After enabling dynamic schema, you can append dynamic fields to the data. For detailed information, see Dynamic Schema.

import random
data = [
  [i for i in range(2000)],
  [str(i) for i in range(2000)],
  [i for i in range(10000, 12000)],
  [[random.random() for _ in range(2)] for _ in range(2000)],
  [], 
  None,
]

data.append([str("dy"*i) for i in range(2000)])

Inserting Data into Milvus

Insert the data into the collection.

By specifying partition_name, you can choose which partition to insert the data into.

from pymilvus import Collection
collection = Collection("book")      # Get an existing collection.
mr = collection.insert(data)
Parameter Description
data The data to be inserted into Milvus.
partition_name (optional) The name of the partition where the data will be inserted.

After inserting entities into a previously indexed collection, there is no need to re-index the collection, as Milvus will automatically create indexes for the newly inserted data. For more information, see Can Indexes Be Created After Inserting Vectors?

Refreshing Data in Milvus

When data is inserted into Milvus, it is inserted into segments. Segments must reach a certain size to be sealed and indexed. Unsealed segments will use brute-force search. To avoid this situation, it is best to call flush() for any remaining data. The flush() call will seal any remaining segments and send them to the index. It is important to call this method only at the end of an insertion session. Calling it too frequently can lead to fragmented data that will need to be cleaned up later.

Limitations

Feature Maximum Limit
Vector dimension 32,768

Upsert Entity

Upsert update is a combination of insertion and deletion operations. In the context of the Milvus vector database, updating is a data-level operation. It overwrites the existing entity if the specified field exists in the collection, and inserts a new entity if the specified value does not exist.

The following example updates 3,000 rows of randomly generated data as sample data. When performing the update operation, it is important to note that this operation may affect performance because it involves deleting data.

Prepare Data

First, prepare the data to be updated. The data type to be updated must match the schema of the collection, otherwise Milvus will raise an exception.

Milvus supports default values for scalar fields, except for primary key fields. This means that during data insertion or update, some fields can be left empty. For more information, please refer to creating collections.

import random
nb = 3000
dim = 8
vectors = [[random.random() for _ in range(dim)] for _ in range(nb)]
data = [
    [i for i in range(nb)],
    [str(i) for i in range(nb)],
    [i for i in range(10000, 10000+nb)],
    vectors,
    [str("dy"*i) for i in range(nb)]
]

Update Data

Update the data to the collection.

from pymilvus import Collection
collection = Collection("book")  # Get the existing collection.
mr = collection.upsert(data)

Delete Entity

Milvus supports entity deletion using boolean expressions through primary keys.

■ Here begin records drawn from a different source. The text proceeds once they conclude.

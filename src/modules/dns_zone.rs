//! `dns_zone`: manage a public or private DNS zone

use async_trait::async_trait;
use serde_json::{json, Value};

use crate::args::{ArgSpec, ArgumentSpec, Params};
use crate::envelope::Outcome;
use crate::error::{ModuleError, Result};
use crate::module::{resource_id, run_stateful, state_param, Module, ModuleContext};
use crate::reconcile::{Attribute, Compare, Diff, Readiness, ResourceAdapter};
use crate::services::dns::normalize_zone_name;
use crate::services::Session;

const UPDATABLE: &[Attribute] = &[
    Attribute::scalar("email", "email"),
    Attribute::scalar("description", "description"),
    Attribute::scalar("ttl", "ttl"),
];

const NON_UPDATABLE: &[Attribute] = &[Attribute::new("zone_type", "zone_type", Compare::CaseInsensitive)];

pub struct DnsZone;

#[async_trait]
impl Module for DnsZone {
    fn name(&self) -> &'static str {
        "dns_zone"
    }

    fn argument_spec(&self) -> ArgumentSpec {
        ArgumentSpec::new()
            .param("name", ArgSpec::str().required())
            .param("zone_type", ArgSpec::str().choices(["public", "private"]).default("public"))
            .param("email", ArgSpec::str())
            .param("description", ArgSpec::str())
            .param("ttl", ArgSpec::int())
            .param("router", ArgSpec::str())
            .param("state", state_param())
            .required_if("zone_type", "private", &["router"])
    }

    async fn run(&self, ctx: &ModuleContext) -> Result<Outcome> {
        let adapter = ZoneAdapter {
            params: &ctx.params,
            session: &ctx.session,
            name: normalize_zone_name(ctx.params.get_str("name").unwrap_or_default()),
            zone_type: ctx.params.get_str("zone_type").unwrap_or("public"),
        };
        run_stateful(ctx, &adapter).await
    }
}

struct ZoneAdapter<'a> {
    params: &'a Params,
    session: &'a Session,
    /// Fully qualified, with the trailing dot
    name: String,
    zone_type: &'a str,
}

#[async_trait]
impl<'a> ResourceAdapter for ZoneAdapter<'a> {
    fn kind(&self) -> &'static str {
        "dns_zone"
    }

    fn identity(&self) -> &str {
        &self.name
    }

    fn updatable(&self) -> &'static [Attribute] {
        UPDATABLE
    }

    fn non_updatable(&self) -> &'static [Attribute] {
        NON_UPDATABLE
    }

    async fn find(&self) -> Result<Option<Value>> {
        Ok(self.session.dns.find_zone(&self.name, self.zone_type).await?)
    }

    async fn creation_bundle(&self) -> Result<Value> {
        let p = self.params;
        let mut bundle = json!({
            "name": self.name,
            "zone_type": self.zone_type,
        });
        for key in ["email", "description"] {
            if let Some(value) = p.get_str(key) {
                bundle[key] = json!(value);
            }
        }
        if let Some(ttl) = p.get_i64("ttl") {
            bundle["ttl"] = json!(ttl);
        }

        if self.zone_type == "private" {
            let router = p
                .get_str("router")
                .ok_or_else(|| ModuleError::invalid("router is required for private zones"))?;
            let found = self.session.vpc.find_router(router).await?;
            let router_id = found
                .as_ref()
                .and_then(resource_id)
                .ok_or_else(|| ModuleError::precondition(format!("router '{}' not found", router)))?;
            bundle["router"] = json!({
                "router_id": router_id,
                "router_region": self.session.region(),
            });
        }

        Ok(bundle)
    }

    async fn create(&self, bundle: &Value) -> Result<Value> {
        Ok(self.session.dns.create_zone(bundle.clone()).await?)
    }

    async fn update(&self, existing: &Value, diff: &Diff) -> Result<Value> {
        let id = resource_id(existing)
            .ok_or_else(|| ModuleError::internal("dns zone without id"))?;
        Ok(self.session.dns.update_zone(id, diff.after()).await?)
    }

    async fn delete(&self, existing: &Value) -> Result<()> {
        let id = resource_id(existing)
            .ok_or_else(|| ModuleError::internal("dns zone without id"))?;
        Ok(self.session.dns.delete_zone(id).await?)
    }

    async fn refresh(&self, resource: &Value) -> Result<Option<Value>> {
        match resource_id(resource) {
            Some(id) => Ok(self.session.dns.get_zone(id).await?),
            None => Ok(None),
        }
    }

    fn readiness(&self, resource: &Value) -> Readiness {
        match resource.get("status").and_then(Value::as_str) {
            Some("ACTIVE") | None => Readiness::Ready,
            Some("ERROR") => Readiness::Failed("ERROR".to_string()),
            _ => Readiness::Pending,
        }
    }
}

Prepare Boolean Expression

Prepare a boolean expression to filter the entities to be deleted.

Milvus only supports deleting entities with explicitly specified primary keys, which can be achieved using the "in" operator. Other operators can only be used in scalar filtering for querying or vector searching.

The following example filters data using primary key values of 0 and 1.

expr = "book_id in [0,1]"

Similar to SQL WHERE clause statement

Delete Entity

Use the boolean expression you created to delete entities. Milvus will return the list of IDs of the entities that were deleted.

from pymilvus import Collection
collection = Collection("book")      # Get the existing collection.
collection.delete(expr)

Compact Data

Milvus supports automatic data compression by default. You can configure Milvus to enable or disable compression and automatic compression.

If automatic compression is disabled, you can still manually compress data.

Manually Compress Data

Since compression usually takes a long time, compression requests are processed asynchronously.

from pymilvus import Collection
collection = Collection("book")      # Get the existing collection.
collection.compact()

Check Compression State

You can use the compression ID returned when triggering manual compression to check the compression state.

collection.get_compaction_state()